Emmanuel Macron, who plans to make it the great societal reform of his second five-year term, had recently revived the subject and, to give the starting signal, was only waiting for the opinion of the National Consultative Ethics Committee (CCNE) .
After various legislative, medical and societal developments in recent years, the CCNE issued a very nuanced opinion on Tuesday but accepting, for the first time, the possibility of “active” assistance in dying.
The committee, self-seized of the question last year, “plays its role of compass to try to move forward on an extremely complex problem”: to know “if our death belongs to us”, according to its president Jean-François Delfraissy.
Until then, the organization was unfavorable to a modification of the Claeys-Leonetti law which governs the end of life of incurable patients in France.
Adopted in 2016, after a first version in 2005, it prohibits euthanasia and assisted suicide but allows “deep and continuous sedation until death” for terminally ill patients in very great suffering, with a vital prognosis committed to short term.
If it “must be better applied, known”, there are “a certain number of situations (…) to which the law does not respond completely”, explained Mr. Delfraissy.
The Ethics Committee therefore considers possible “a way for an ethical application of active assistance in dying” for patients with a life-threatening prognosis committed in the “medium term”, a few weeks or months, and with physical and/or psychological suffering. unbearable.
Such a development, for which he refers the responsibility to the legislator, could only take place under “strict” conditions: a request for active assistance in dying “free, informed and repeated” by the patient, analyzed by caregivers in a ” collegial procedure.
The caregivers involved should be able to benefit from a conscience clause.
The committee pleads, “in an inseparable way”, for a strengthening of palliative care, stressing that the debates on the end of life must not be limited to euthanasia or assisted suicide.

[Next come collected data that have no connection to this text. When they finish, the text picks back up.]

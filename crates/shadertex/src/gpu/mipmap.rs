use image::imageops::{self, FilterType};
use image::RgbaImage;

/// Number of levels in a full chain down to 1×1.
pub fn mip_level_count(width: u32, height: u32) -> u32 {
    u32::BITS - width.max(height).max(1).leading_zeros()
}

/// Builds every level below `base`, halving each extent (never below 1).
pub fn build_mip_chain(base: &RgbaImage) -> Vec<RgbaImage> {
    let (width, height) = base.dimensions();
    let levels = mip_level_count(width, height);
    let mut chain: Vec<RgbaImage> = Vec::with_capacity(levels.saturating_sub(1) as usize);
    for _ in 1..levels {
        let previous = chain.last().unwrap_or(base);
        let next_width = (previous.width() / 2).max(1);
        let next_height = (previous.height() / 2).max(1);
        let next = imageops::resize(previous, next_width, next_height, FilterType::Triangle);
        chain.push(next);
    }
    chain
}
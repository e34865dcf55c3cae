//! Cursor trait and row materialization
//!
//! A cursor executes one parameterized statement against an already-open
//! handle and returns every matching row, fully materialized, in the shape
//! the cursor is configured for. There is no streaming: each `execute` call
//! fetches the complete result before returning.
//!
//! Placeholder syntax is the backend's own (`?` for SQLite and MySQL,
//! `:1`-style positional binds for Oracle) and is not translated between
//! backends; callers write backend-specific statements.

use std::collections::HashMap;

use crate::error::Result;
use crate::types::{Row, RowShape, Value};

/// The allowed-shape set of keyed-only cursor variants
pub(crate) const KEYED_ONLY: &[RowShape] = &[RowShape::Keyed];

/// A cursor over an open connection handle
pub trait Cursor {
    /// Execute a statement, binding `params` positionally, and return all
    /// resulting rows.
    ///
    /// An empty `params` slice executes the statement with no bindings at
    /// all; in at least the MySQL backend that takes a different native path
    /// than binding an empty parameter set, and placeholder characters
    /// inside string literals stay inert.
    ///
    /// Fails with a configuration error when no handle is attached, and with
    /// a row-shape error when the cursor's configured shape is outside its
    /// allowed set.
    fn execute(&mut self, sql: &str, params: &[Value]) -> Result<Vec<Row>>;
}

/// Zip column names with each row's values into key/value mappings.
///
/// Keys are the column names in declared order, values the corresponding row
/// values in the same order. Given no rows, returns no mappings. Used by
/// backends whose native driver has no keyed-row facility of its own.
pub fn materialize_keyed(
    columns: &[String],
    rows: Vec<Vec<Value>>,
) -> Vec<HashMap<String, Value>> {
    rows.into_iter()
        .map(|values| columns.iter().cloned().zip(values).collect())
        .collect()
}

/// Shape raw positional rows into the requested [`RowShape`].
pub(crate) fn shape_rows(columns: &[String], rows: Vec<Vec<Value>>, shape: RowShape) -> Vec<Row> {
    match shape {
        RowShape::Positional => rows.into_iter().map(Row::Positional).collect(),
        RowShape::Keyed => materialize_keyed(columns, rows)
            .into_iter()
            .map(Row::Keyed)
            .collect(),
    }
}
//! Connection trait and factory for sqlbridge
//!
//! Core abstractions for opening backend handles:
//! - Connection: open-time validation and handle production per backend
//! - CommitMode: SQLite transaction-begin behavior
//! - BackendKind: backend identifier
//! - connection_for: name-based factory dispatch

use std::fmt;
use std::str::FromStr;

use crate::error::{Error, Result};

/// A configurable connection to one database backend
///
/// Implementations validate their required fields when [`open`](Self::open)
/// is called, not at construction, so callers may assemble credentials
/// incrementally through the accessor pairs. A successful `open` hands the
/// caller an owned handle; the connection value retains nothing and performs
/// no cleanup of handles it produced.
pub trait Connection {
    /// Handle type produced by a successful [`open`](Self::open)
    type Handle;

    /// Validate required fields and connect through the native client.
    ///
    /// Missing fields fail with a configuration error naming the field;
    /// native failures fail with a connection error preserving the driver's
    /// message.
    fn open(&self) -> Result<Self::Handle>;

    /// Identifier of the native driver's top-level error type, which this
    /// backend's failures wrap.
    fn exception_kind(&self) -> &'static str;

    /// The legacy quote-escaping helper for this backend.
    ///
    /// Retained for compatibility with callers that interpolate statement
    /// text; new code binds parameters through the cursor instead.
    fn quote_fn(&self) -> fn(&str) -> String;
}

/// SQLite transaction-begin behavior, applied when a caller starts an
/// explicit transaction on the handle
#[derive(Debug, Clone, Copy, PartialEq, Eq, Hash, Default)]
pub enum CommitMode {
    /// Driver default behavior
    #[default]
    Default,
    /// BEGIN DEFERRED
    Deferred,
    /// BEGIN IMMEDIATE
    Immediate,
    /// BEGIN EXCLUSIVE
    Exclusive,
}

impl CommitMode {
    /// Lower-case name of this mode
    pub fn as_str(&self) -> &'static str {
        match self {
            Self::Default => "default",
            Self::Deferred => "deferred",
            Self::Immediate => "immediate",
            Self::Exclusive => "exclusive",
        }
    }
}

impl fmt::Display for CommitMode {
    fn fmt(&self, f: &mut fmt::Formatter<'_>) -> fmt::Result {
        write!(f, "{}", self.as_str())
    }
}

impl FromStr for CommitMode {
    type Err = Error;

    fn from_str(s: &str) -> Result<Self> {
        match s.to_ascii_lowercase().as_str() {
            "default" => Ok(Self::Default),
            "deferred" => Ok(Self::Deferred),
            "immediate" => Ok(Self::Immediate),
            "exclusive" => Ok(Self::Exclusive),
            other => Err(Error::config(format!(
                "commit mode '{other}' is not one of default, deferred, immediate, exclusive"
            ))),
        }
    }
}

/// Database backend identifier
#[derive(Debug, Clone, Copy, PartialEq, Eq, Hash)]
pub enum BackendKind {
    /// SQLite (file-based embedded engine)
    Sqlite,
    /// MySQL/MariaDB
    MySql,
    /// Oracle
    Oracle,
}

impl fmt::Display for BackendKind {
    fn fmt(&self, f: &mut fmt::Formatter<'_>) -> fmt::Result {
        match self {
            Self::Sqlite => write!(f, "SQLite"),
            Self::MySql => write!(f, "MySQL"),
            Self::Oracle => write!(f, "Oracle"),
        }
    }
}

/// A connection variant produced by [`connection_for`], dispatched by tag
#[derive(Debug)]
pub enum AnyConnection {
    /// SQLite connection
    #[cfg(feature = "sqlite")]
    Sqlite(crate::sqlite::SqliteConnection),
    /// MySQL connection
    #[cfg(feature = "mysql")]
    MySql(crate::mysql::MySqlConnection),
    /// Oracle connection
    #[cfg(feature = "oracle")]
    Oracle(crate::oracle::OracleConnection),
}

impl AnyConnection {
    /// Which backend this variant connects to
    pub fn kind(&self) -> BackendKind {
        match self {
            #[cfg(feature = "sqlite")]
            Self::Sqlite(_) => BackendKind::Sqlite,
            #[cfg(feature = "mysql")]
            Self::MySql(_) => BackendKind::MySql,
            #[cfg(feature = "oracle")]
            Self::Oracle(_) => BackendKind::Oracle,
        }
    }

    /// Unwrap into the SQLite variant
    #[cfg(feature = "sqlite")]
    #[allow(unreachable_patterns)]
    pub fn into_sqlite(self) -> Option<crate::sqlite::SqliteConnection> {
        match self {
            Self::Sqlite(conn) => Some(conn),
            _ => None,
        }
    }

    /// Unwrap into the MySQL variant
    #[cfg(feature = "mysql")]
    #[allow(unreachable_patterns)]
    pub fn into_mysql(self) -> Option<crate::mysql::MySqlConnection> {
        match self {
            Self::MySql(conn) => Some(conn),
            _ => None,
        }
    }

    /// Unwrap into the Oracle variant
    #[cfg(feature = "oracle")]
    #[allow(unreachable_patterns)]
    pub fn into_oracle(self) -> Option<crate::oracle::OracleConnection> {
        match self {
            Self::Oracle(conn) => Some(conn),
            _ => None,
        }
    }
}

/// Construct a connection variant by backend name.
///
/// Matching is case-insensitive substring containment against `mysql`,
/// `oracle`, `sqlite`, checked in that fixed order; the first match wins.
/// An empty name, a name matching no backend, and a name matching a backend
/// whose feature is not compiled in all fail with a configuration error.
///
/// The returned variant carries empty credentials; populate it through its
/// accessors before calling `open`.
pub fn connection_for(name: &str) -> Result<AnyConnection> {
    if name.is_empty() {
        return Err(Error::config("connection name required"));
    }

    let lowered = name.to_lowercase();

    if lowered.contains("mysql") {
        #[cfg(feature = "mysql")]
        {
            tracing::debug!(name, backend = %BackendKind::MySql, "resolved connection backend");
            return Ok(AnyConnection::MySql(crate::mysql::MySqlConnection::new()));
        }
        #[cfg(not(feature = "mysql"))]
        return Err(Error::config(
            "mysql backend requested but the `mysql` feature is not enabled",
        ));
    }

    if lowered.contains("oracle") {
        #[cfg(feature = "oracle")]
        {
            tracing::debug!(name, backend = %BackendKind::Oracle, "resolved connection backend");
            return Ok(AnyConnection::Oracle(crate::oracle::OracleConnection::new()));
        }
        #[cfg(not(feature = "oracle"))]
        return Err(Error::config(
            "oracle backend requested but the `oracle` feature is not enabled",
        ));
    }

    if lowered.contains("sqlite") {
        #[cfg(feature = "sqlite")]
        {
            tracing::debug!(name, backend = %BackendKind::Sqlite, "resolved connection backend");
            return Ok(AnyConnection::Sqlite(crate::sqlite::SqliteConnection::new()));
        }
        #[cfg(not(feature = "sqlite"))]
        return Err(Error::config(
            "sqlite backend requested but the `sqlite` feature is not enabled",
        ));
    }

    Err(Error::config(format!(
        "no connection available for '{name}'"
    )))
}

#[cfg(test)]
mod tests {
    use super::*;
    use crate::error::ErrorCategory;

    #[test]
    fn test_commit_mode_parse() {
        assert_eq!("default".parse::<CommitMode>().unwrap(), CommitMode::Default);
        assert_eq!("DEFERRED".parse::<CommitMode>().unwrap(), CommitMode::Deferred);
        assert_eq!("Immediate".parse::<CommitMode>().unwrap(), CommitMode::Immediate);
        assert_eq!("exclusive".parse::<CommitMode>().unwrap(), CommitMode::Exclusive);
    }

    #[test]
    fn test_commit_mode_rejects_unknown() {
        let err = "chaos".parse::<CommitMode>().unwrap_err();
        assert_eq!(err.category(), ErrorCategory::Configuration);
        assert!(err.to_string().contains("chaos"));
    }

    #[test]
    fn test_commit_mode_display() {
        assert_eq!(CommitMode::Default.to_string(), "default");
        assert_eq!(CommitMode::Immediate.to_string(), "immediate");
    }

    #[test]
    fn test_backend_kind_display() {
        assert_eq!(BackendKind::Sqlite.to_string(), "SQLite");
        assert_eq!(BackendKind::MySql.to_string(), "MySQL");
        assert_eq!(BackendKind::Oracle.to_string(), "Oracle");
    }

    #[test]
    fn test_factory_rejects_empty_name() {
        let err = connection_for("").unwrap_err();
        assert_eq!(err.category(), ErrorCategory::Configuration);
    }

    #[test]
    fn test_factory_rejects_unknown_name() {
        let err = connection_for("postgres").unwrap_err();
        assert_eq!(err.category(), ErrorCategory::Configuration);
        assert!(err.to_string().contains("postgres"));
    }

    #[cfg(feature = "sqlite")]
    #[test]
    fn test_factory_matches_sqlite_substring_any_case() {
        for name in ["sqlite", "SQLite", "SQLITE", "my-sqlite-db"] {
            let conn = connection_for(name).unwrap();
            assert_eq!(conn.kind(), BackendKind::Sqlite);
            assert!(conn.into_sqlite().is_some());
        }
    }

    #[cfg(feature = "mysql")]
    #[test]
    fn test_factory_matches_mysql_substring_any_case() {
        for name in ["mysql", "MySQL", "prod-MYSQL-eu"] {
            let conn = connection_for(name).unwrap();
            assert_eq!(conn.kind(), BackendKind::MySql);
        }
    }

    #[cfg(feature = "oracle")]
    #[test]
    fn test_factory_matches_oracle_substring_any_case() {
        for name in ["oracle", "Oracle", "ORACLE-xe"] {
            let conn = connection_for(name).unwrap();
            assert_eq!(conn.kind(), BackendKind::Oracle);
        }
    }

    #[cfg(all(feature = "mysql", feature = "oracle"))]
    #[test]
    fn test_factory_match_order_is_fixed() {
        // A name containing both substrings resolves to mysql, first in the
        // match order.
        let conn = connection_for("mysql-oracle-mirror").unwrap();
        assert_eq!(conn.kind(), BackendKind::MySql);
    }
}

And it does not present a unanimous face. Eight of its 45 members expressed a “reservation”, published at the end of the opinion, and various “concerns” on a new “legislative step” without “prior efforts” on the application of existing laws or palliative care.
In a statement to AFP, the head of the “Bioethics” working group of the Conference of Bishops of France (CEF), the Archbishop of Rennes Pierre d’Ornellas judged that the CCNE’s opinion cast “fog in reflection” by being a “plea for palliative care” while opening “the door to a possible legalization” of euthanasia, which is opposed by the Catholic clergy.
– A debate deemed essential –
The end of life regularly brings up debates in France, particularly in the face of other European countries, such as Belgium or the Netherlands, where the legislation has changed in recent years to authorize euthanasia in a very controlled manner.
In Spain, “an ethics committee took a stand for a possible change in the law, the legislator passed the law without taking too much time for a real discussion with citizens and professionals, two and a half years later the caregivers do not find themselves there”, warned Professor Delfraissy.
Symbol of these disparities from one country to another, the filmmaker Jean-Luc Godard died Tuesday after resorting to assisted suicide in Switzerland, where he resided.
The CCNE pleads in France for a national debate, rather than for a referendum.
If he has, in the past, expressed an interest in “the Belgian model”, Emmanuel Macron repeated on Monday that his “personal opinion does not matter”.
Still, the president has decided to relaunch the subject in a context where the notion of euthanasia seems to be more accepted by public opinion and some politicians.
If a new law could bring the left and part of the center to agreement, it risks arousing strong reluctance on the right and the far right.
And, among caregivers, warnings are rising. Eight organizations of carers or establishments practicing palliative care expressed concern on Tuesday about the effects of a “major ethical change”, stressing that “giving death is not a treatment”.